Chrysalide d’un temps nouveau de Petite Plume

Dans la Chrysalide de mon âme … Chrysalide d’un temps nouveau enfermé quelque part dans un passé bouillonnant de futur… L’attente… Indescriptible.
Latente cette femme dans mon cœur de petite fille.

Elle a su survoler cet espace lourd et tortueux dans l’imaginaire joyeux de son enfance, qu’elle a créé jour après jour. Créatrice, endurante cette flamme , elle a su accueillir larmes et désespoir d’une époque dispersée en morceaux… Morceaux de solitude et de masques flétris… Flétris par les vents, par la pluie, par les lames affutées des égos distortionnés… Écrasés sous des carapaces de souffrances indicibles… Se nourrir de palliatif, fuir en se gavant, se gaver d’échappatoires farfelus ou accepter la douleur. Oui l’accepter. Et la traverser coûte que coûte pour vous montrer l’intérieur caché derrière. La grande traversé provocatrice, je l’ai faite mais pas pour moi, moi je me suis laissée sur le bas côté, petit moi j’étais comme une petite cage en verre protégeant une petite bougie a 2 doigts de s’éteindre .

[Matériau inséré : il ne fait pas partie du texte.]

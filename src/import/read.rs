// Copyright (C) 2017 Hove and/or its affiliates.
//
// This program is free software: you can redistribute it and/or modify it
// under the terms of the GNU Affero General Public License as published by the
// Free Software Foundation, version 3.

// This program is distributed in the hope that it will be useful, but WITHOUT
// ANY WARRANTY; without even the implied warranty of MERCHANTABILITY or FITNESS
// FOR A PARTICULAR PURPOSE. See the GNU Affero General Public License for more
// details.

// You should have received a copy of the GNU Affero General Public License
// along with this program. If not, see <https://www.gnu.org/licenses/>

//! Streaming reader of the records of a JSON source.
//!
//! The source is either a JSON array of records, a GeoJSON
//! `FeatureCollection`, a single record, or a sequence of these
//! (newline-delimited JSON). Records of an array or of the `features` of a
//! collection are parsed and handed over one at a time.

use super::ImportError;
use serde::de::{self, DeserializeSeed, Deserializer, MapAccess, SeqAccess, Visitor};
use serde_json::{Map, Value};
use std::fmt;
use std::io::Read;

struct RecordSink<'f> {
    position: usize,
    on_record: &'f mut dyn FnMut(usize, Value) -> Result<(), ImportError>,
    // Error of `on_record`, the parsing being aborted with a placeholder
    error: Option<ImportError>,
}

impl RecordSink<'_> {
    fn push<E: de::Error>(&mut self, record: Value) -> Result<(), E> {
        let position = self.position;
        self.position += 1;
        (self.on_record)(position, record).map_err(|error| {
            self.error = Some(error);
            E::custom("record rejected")
        })
    }
}

/// The records of a JSON array
struct Records<'s, 'f>(&'s mut RecordSink<'f>);

impl<'de> DeserializeSeed<'de> for Records<'_, '_> {
    type Value = ();

    fn deserialize<D: Deserializer<'de>>(self, deserializer: D) -> Result<(), D::Error> {
        deserializer.deserialize_seq(self)
    }
}

impl<'de> Visitor<'de> for Records<'_, '_> {
    type Value = ();

    fn expecting(&self, formatter: &mut fmt::Formatter<'_>) -> fmt::Result {
        formatter.write_str("an array of records")
    }

    fn visit_seq<A: SeqAccess<'de>>(self, mut seq: A) -> Result<(), A::Error> {
        while let Some(record) = seq.next_element::<Value>()? {
            self.0.push(record)?;
        }
        Ok(())
    }
}

/// One top level JSON value: an array, a feature collection or a record
struct TopLevel<'s, 'f>(&'s mut RecordSink<'f>);

impl<'de> DeserializeSeed<'de> for TopLevel<'_, '_> {
    type Value = ();

    fn deserialize<D: Deserializer<'de>>(self, deserializer: D) -> Result<(), D::Error> {
        deserializer.deserialize_any(self)
    }
}

impl<'de> Visitor<'de> for TopLevel<'_, '_> {
    type Value = ();

    fn expecting(&self, formatter: &mut fmt::Formatter<'_>) -> fmt::Result {
        formatter.write_str("a record, an array of records or a feature collection")
    }

    fn visit_seq<A: SeqAccess<'de>>(self, seq: A) -> Result<(), A::Error> {
        Records(self.0).visit_seq(seq)
    }

    fn visit_map<A: MapAccess<'de>>(self, mut map: A) -> Result<(), A::Error> {
        let mut fields = Map::new();
        let mut is_collection = false;
        let mut features_read = false;
        while let Some(key) = map.next_key::<String>()? {
            // Features are streamed when the type comes first, as usual
            if key == "features" && is_collection {
                map.next_value_seed(Records(&mut *self.0))?;
                features_read = true;
                continue;
            }
            let value: Value = map.next_value()?;
            if key == "type" && value.as_str() == Some("FeatureCollection") {
                is_collection = true;
            }
            fields.insert(key, value);
        }
        if !is_collection {
            return self.0.push(Value::Object(fields));
        }
        if !features_read {
            match fields.remove("features") {
                Some(Value::Array(features)) => {
                    for feature in features {
                        self.0.push(feature)?;
                    }
                }
                Some(Value::Null) | None => {}
                Some(_) => return Err(de::Error::custom("features must be an array")),
            }
        }
        Ok(())
    }
}

/// Call `on_record` with the position, starting at 0, and the content of
/// each record of `reader`, stopping at the first error.
///
/// Returns the number of records read. A malformed source gives an
/// [`ImportError::Read`] with the position of the record being read.
pub fn read_records<R, F>(reader: R, mut on_record: F) -> Result<usize, ImportError>
where
    R: Read,
    F: FnMut(usize, Value) -> Result<(), ImportError>,
{
    let mut sink = RecordSink {
        position: 0,
        on_record: &mut on_record,
        error: None,
    };
    let mut deserializer = serde_json::Deserializer::from_reader(reader);
    // `end` fails as long as something else than white space remains
    while deserializer.end().is_err() {
        let result = TopLevel(&mut sink).deserialize(&mut deserializer);
        if let Some(error) = sink.error.take() {
            return Err(error);
        }
        result.map_err(|source| ImportError::Read {
            position: sink.position,
            source,
        })?;
    }
    Ok(sink.position)
}

#[cfg(test)]
mod tests {
    use super::*;
    use crate::store::StoreError;
    use pretty_assertions::assert_eq;

    fn records(source: &str) -> Result<Vec<(usize, Value)>, ImportError> {
        let mut records = Vec::new();
        read_records(source.as_bytes(), |position, record| {
            records.push((position, record));
            Ok(())
        })?;
        Ok(records)
    }

    fn names(records: &[(usize, Value)]) -> Vec<(usize, &str)> {
        records
            .iter()
            .map(|(position, record)| {
                let name = record
                    .get("name")
                    .or_else(|| record.get("properties").and_then(|p| p.get("name")))
                    .and_then(Value::as_str)
                    .unwrap_or_default();
                (*position, name)
            })
            .collect()
    }

    #[test]
    fn read_array() {
        let records = records(r#"[{"name": "a"}, {"name": "b"}]"#).unwrap();
        assert_eq!(vec![(0, "a"), (1, "b")], names(&records));
    }

    #[test]
    fn read_newline_delimited() {
        let records = records("{\"name\": \"a\"}\n{\"name\": \"b\"}\n\n").unwrap();
        assert_eq!(vec![(0, "a"), (1, "b")], names(&records));
    }

    #[test]
    fn read_feature_collection() {
        let feature = r#"{"type": "Feature", "geometry": null, "properties": {"name": "a"}}"#;
        let records = records(&format!(
            r#"{{"type": "FeatureCollection", "features": [{feature}, {feature}]}}"#
        ))
        .unwrap();
        assert_eq!(vec![(0, "a"), (1, "a")], names(&records));

        // features before the type
        let records = self::records(&format!(
            r#"{{"features": [{feature}], "bbox": [0, 0, 1, 1], "type": "FeatureCollection"}}"#
        ))
        .unwrap();
        assert_eq!(vec![(0, "a")], names(&records));
    }

    #[test]
    fn records_are_handed_over_while_reading() {
        let mut seen = Vec::new();
        let error = read_records(
            r#"[{"name": "a"}, {"name": "b"}, {"name": "c" "#.as_bytes(),
            |position, _| {
                seen.push(position);
                Ok(())
            },
        )
        .unwrap_err();
        assert_eq!(vec![0, 1], seen);
        assert!(matches!(error, ImportError::Read { position: 2, .. }));
    }

    #[test]
    fn stop_at_rejected_record() {
        let mut seen = Vec::new();
        let source = r#"[{"name": "a"}, {"name": "b"}, {"name": "c"}]"#;
        let error = read_records(source.as_bytes(), |position, _| {
            seen.push(position);
            if position == 1 {
                Err(ImportError::Store(StoreError::Backend("rejected".to_string())))
            } else {
                Ok(())
            }
        })
        .unwrap_err();
        assert_eq!(vec![0, 1], seen);
        assert_eq!("store failure: rejected", error.to_string());
    }
}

Éraflée mais silencieuse. Observer et démasquer , se retirer, surgir, transpercer, dévaster s’il le faut. Parfois, j’ai su aller trop loin, aussi loin que le tolérer est trop souvent intolérable.
J’ai crié sans bruit et j’ai dit non quand on attendait que je dise oui… J’avais mal mais c’était pas le problème.

Je voulais faire ressortir ce qui transpirait. Ce qui débordait en cachette. Ce qui dégoulinait derrière les faux sourires et les faux  »ça va ». Oui je vous ai vu et je vous aimais encore mieux en dessous que recouvert de si vieux pardessus..

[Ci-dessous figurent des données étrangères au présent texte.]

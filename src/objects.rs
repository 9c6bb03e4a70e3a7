// Copyright (C) 2017 Hove and/or its affiliates.
//
// This program is free software: you can redistribute it and/or modify it
// under the terms of the GNU Affero General Public License as published by the
// Free Software Foundation, version 3.

// This program is distributed in the hope that it will be useful, but WITHOUT
// ANY WARRANTY; without even the implied warranty of MERCHANTABILITY or FITNESS
// FOR A PARTICULAR PURPOSE. See the GNU Affero General Public License for more
// details.

// You should have received a copy of the GNU Affero General Public License
// along with this program. If not, see <https://www.gnu.org/licenses/>

//! The transit network objects.
//!
//! Every object is identified by a UUID in its string form. That identifier
//! is internal: the identifier written in a GTFS feed may differ (see
//! [`crate::id_mapper`]).

#![allow(missing_docs)]

use geo::{HaversineDistance, Point};
use serde::{Deserialize, Serialize};
use typed_index_collection::Id;

/// A calendar date
pub type Date = chrono::NaiveDate;

/// Default routing radius of a node, in meters
pub const DEFAULT_ROUTING_RADIUS_METERS: u32 = 50;
/// Default dwell time at a node, in seconds
pub const DEFAULT_DWELL_TIME_SECONDS: u32 = 20;
/// Mode given to a line created without one
pub const DEFAULT_LINE_MODE: &str = "bus";

macro_rules! impl_id {
    ($ty:ty) => {
        impl Id<$ty> for $ty {
            fn id(&self) -> &str {
                &self.id
            }
            fn set_id(&mut self, id: String) {
                self.id = id;
            }
        }
    };
}

/// A transit agency. Its lines are the lines having its identifier as
/// `agency_id`.
#[derive(Serialize, Deserialize, Debug, Clone, PartialEq, Eq, Default)]
pub struct Agency {
    pub id: String,
    /// Short name of the agency, base of its GTFS identifier
    pub acronym: Option<String>,
    pub name: Option<String>,
    pub description: Option<String>,
    pub color: Option<String>,
    pub internal_id: Option<String>,
    pub url: Option<String>,
    pub timezone: Option<String>,
    pub lang: Option<String>,
    pub phone: Option<String>,
    pub fare_url: Option<String>,
    pub email: Option<String>,
}
impl_id!(Agency);

/// Data kept from a GTFS route when the line was created from a feed
#[derive(Serialize, Deserialize, Debug, Clone, PartialEq, Eq, Default)]
pub struct LineGtfsData {
    pub route_url: Option<String>,
    pub route_sort_order: Option<u32>,
    pub continuous_pickup: Option<u8>,
    pub continuous_drop_off: Option<u8>,
    pub route_text_color: Option<String>,
}

/// A line, exported as a GTFS route
#[derive(Serialize, Deserialize, Debug, Clone, PartialEq, Eq)]
pub struct Line {
    pub id: String,
    pub internal_id: Option<String>,
    pub shortname: Option<String>,
    pub longname: Option<String>,
    pub description: Option<String>,
    pub agency_id: String,
    /// Transport mode, see [`crate::modes`]
    pub mode: String,
    pub category: Option<String>,
    #[serde(default)]
    pub is_autonomous: bool,
    #[serde(default)]
    pub allow_same_line_transfers: bool,
    pub color: Option<String>,
    pub text_color: Option<String>,
    #[serde(default)]
    pub path_ids: Vec<String>,
    /// Services used by the schedules of the line
    #[serde(default)]
    pub service_ids: Vec<String>,
    #[serde(default)]
    pub gtfs: Option<LineGtfsData>,
}
impl_id!(Line);

impl Default for Line {
    fn default() -> Self {
        Line {
            id: String::new(),
            internal_id: None,
            shortname: None,
            longname: None,
            description: None,
            agency_id: String::new(),
            mode: DEFAULT_LINE_MODE.to_string(),
            category: None,
            is_autonomous: false,
            allow_same_line_transfers: false,
            color: None,
            text_color: None,
            path_ids: vec![],
            service_ids: vec![],
            gtfs: None,
        }
    }
}

/// A service, the days on which trips run
#[derive(Serialize, Deserialize, Debug, Clone, PartialEq, Eq, Default)]
pub struct Service {
    pub id: String,
    /// Name of the service, base of its GTFS identifier
    pub name: Option<String>,
    pub description: Option<String>,
    pub color: Option<String>,
    pub internal_id: Option<String>,
    #[serde(default)]
    pub monday: bool,
    #[serde(default)]
    pub tuesday: bool,
    #[serde(default)]
    pub wednesday: bool,
    #[serde(default)]
    pub thursday: bool,
    #[serde(default)]
    pub friday: bool,
    #[serde(default)]
    pub saturday: bool,
    #[serde(default)]
    pub sunday: bool,
    pub start_date: Option<Date>,
    pub end_date: Option<Date>,
    /// Dates on which the service runs whatever its weekdays
    #[serde(default)]
    pub only_dates: Vec<Date>,
    /// Dates on which the service does not run
    #[serde(default)]
    pub except_dates: Vec<Date>,
}
impl_id!(Service);

/// A trip on a path, with its times at each node of the path
#[derive(Serialize, Deserialize, Debug, Clone, PartialEq, Eq, Default)]
pub struct Trip {
    pub id: String,
    pub path_id: String,
    pub block_id: Option<String>,
    /// Arrival at each node, in seconds since midnight
    #[serde(default)]
    pub node_arrival_times_seconds: Vec<Option<u32>>,
    /// Departure from each node, in seconds since midnight
    #[serde(default)]
    pub node_departure_times_seconds: Vec<Option<u32>>,
    #[serde(default)]
    pub nodes_can_board: Vec<bool>,
    #[serde(default)]
    pub nodes_can_unboard: Vec<bool>,
}

/// A period of the day and the trips running during it
#[derive(Serialize, Deserialize, Debug, Clone, PartialEq, Eq, Default)]
pub struct SchedulePeriod {
    pub period_shortname: Option<String>,
    #[serde(default)]
    pub trips: Vec<Trip>,
}

/// The trips of a line for a service
#[derive(Serialize, Deserialize, Debug, Clone, PartialEq, Eq, Default)]
pub struct Schedule {
    pub id: String,
    pub line_id: String,
    pub service_id: Option<String>,
    #[serde(default)]
    pub periods: Vec<SchedulePeriod>,
}
impl_id!(Schedule);

impl Schedule {
    /// Iterate over the trips of every period, in order
    pub fn trips(&self) -> impl Iterator<Item = &Trip> {
        self.periods.iter().flat_map(|period| period.trips.iter())
    }
}

/// A node, exported as a GTFS stop
#[derive(Serialize, Deserialize, Debug, Clone, PartialEq)]
pub struct Node {
    pub id: String,
    pub code: Option<String>,
    pub name: Option<String>,
    pub description: Option<String>,
    pub internal_id: Option<String>,
    pub color: Option<String>,
    /// Point geometry of the node
    pub geography: geojson::Geometry,
    pub routing_radius_meters: u32,
    pub default_dwell_time_seconds: u32,
}
impl_id!(Node);

impl Node {
    /// Position of the node, `None` if its geography is not a point
    pub fn point(&self) -> Option<Point<f64>> {
        match &self.geography.value {
            geojson::Value::Point(position) if position.len() >= 2 => {
                Some(Point::new(position[0], position[1]))
            }
            _ => None,
        }
    }
}

/// A path of a line, its geometry and the nodes it serves
#[derive(Serialize, Deserialize, Debug, Clone, PartialEq)]
pub struct Path {
    pub id: String,
    pub line_id: String,
    pub name: Option<String>,
    pub direction: Option<String>,
    pub mode: Option<String>,
    /// LineString geometry of the path
    pub geography: Option<geojson::Geometry>,
    /// Nodes served, in order
    #[serde(default)]
    pub nodes: Vec<String>,
    /// For each node, index of the first coordinate of the segment leaving it
    #[serde(default)]
    pub segments: Vec<usize>,
    pub routing_mode: Option<String>,
    pub routing_engine: Option<String>,
}
impl_id!(Path);

impl Path {
    /// Coordinates of the path, empty if its geography is not a line string
    pub fn points(&self) -> Vec<Point<f64>> {
        match self.geography.as_ref().map(|geometry| &geometry.value) {
            Some(geojson::Value::LineString(positions)) => positions
                .iter()
                .filter(|position| position.len() >= 2)
                .map(|position| Point::new(position[0], position[1]))
                .collect(),
            _ => Vec::new(),
        }
    }

    /// Distance traveled from the start of the path at each coordinate, in
    /// meters
    pub fn distances_traveled_meters(&self) -> Vec<f64> {
        let points = self.points();
        let mut traveled = 0.0;
        let mut distances = Vec::with_capacity(points.len());
        for (idx, point) in points.iter().enumerate() {
            if idx > 0 {
                traveled += points[idx - 1].haversine_distance(point);
            }
            distances.push(traveled);
        }
        distances
    }
}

Guérir votre peine, la mienne, la notre , décortiquer l’ensemble, rassembler l’injuste, pour permettre d’ajuster ce qu’on peut encore, là maintenant, tout le temps et si on trouvait la porte de sortie. Vous n’avez pas aimé m’entendre dire, vous n’avez pas aimé me voir flétrie révéler, révélant ce qu’on ne peut ou ne dois dévoiler. La vérité.
A contre courant , seule, je vous ai tous laisser partir mais j’ai laisser ce parfum de liberté derrière moi que vous ne sauriez oublier.

Alors seule je suis restée, même entourée, et c’est en moi que j’ai chercher à nous aider… Par amour, j’ai suivi l’appel de mon âme, comme on court derrière un papillon. J’ai trouver un gouffre plein de vous , plein du Monde, plein de toi mon amour, plein de morceaux de petits moi froissés, plein de monstres désorientés et d’émotions interminables, des frissons, des implosions, des cauchemars poignardant , des idéaux qui font mal inatteignables je croyais, écroulée, anéantie dans cet espace mental… Des rêves à n’en plus finir mais je suis là coincée, idiote, minuscule, irréaliste.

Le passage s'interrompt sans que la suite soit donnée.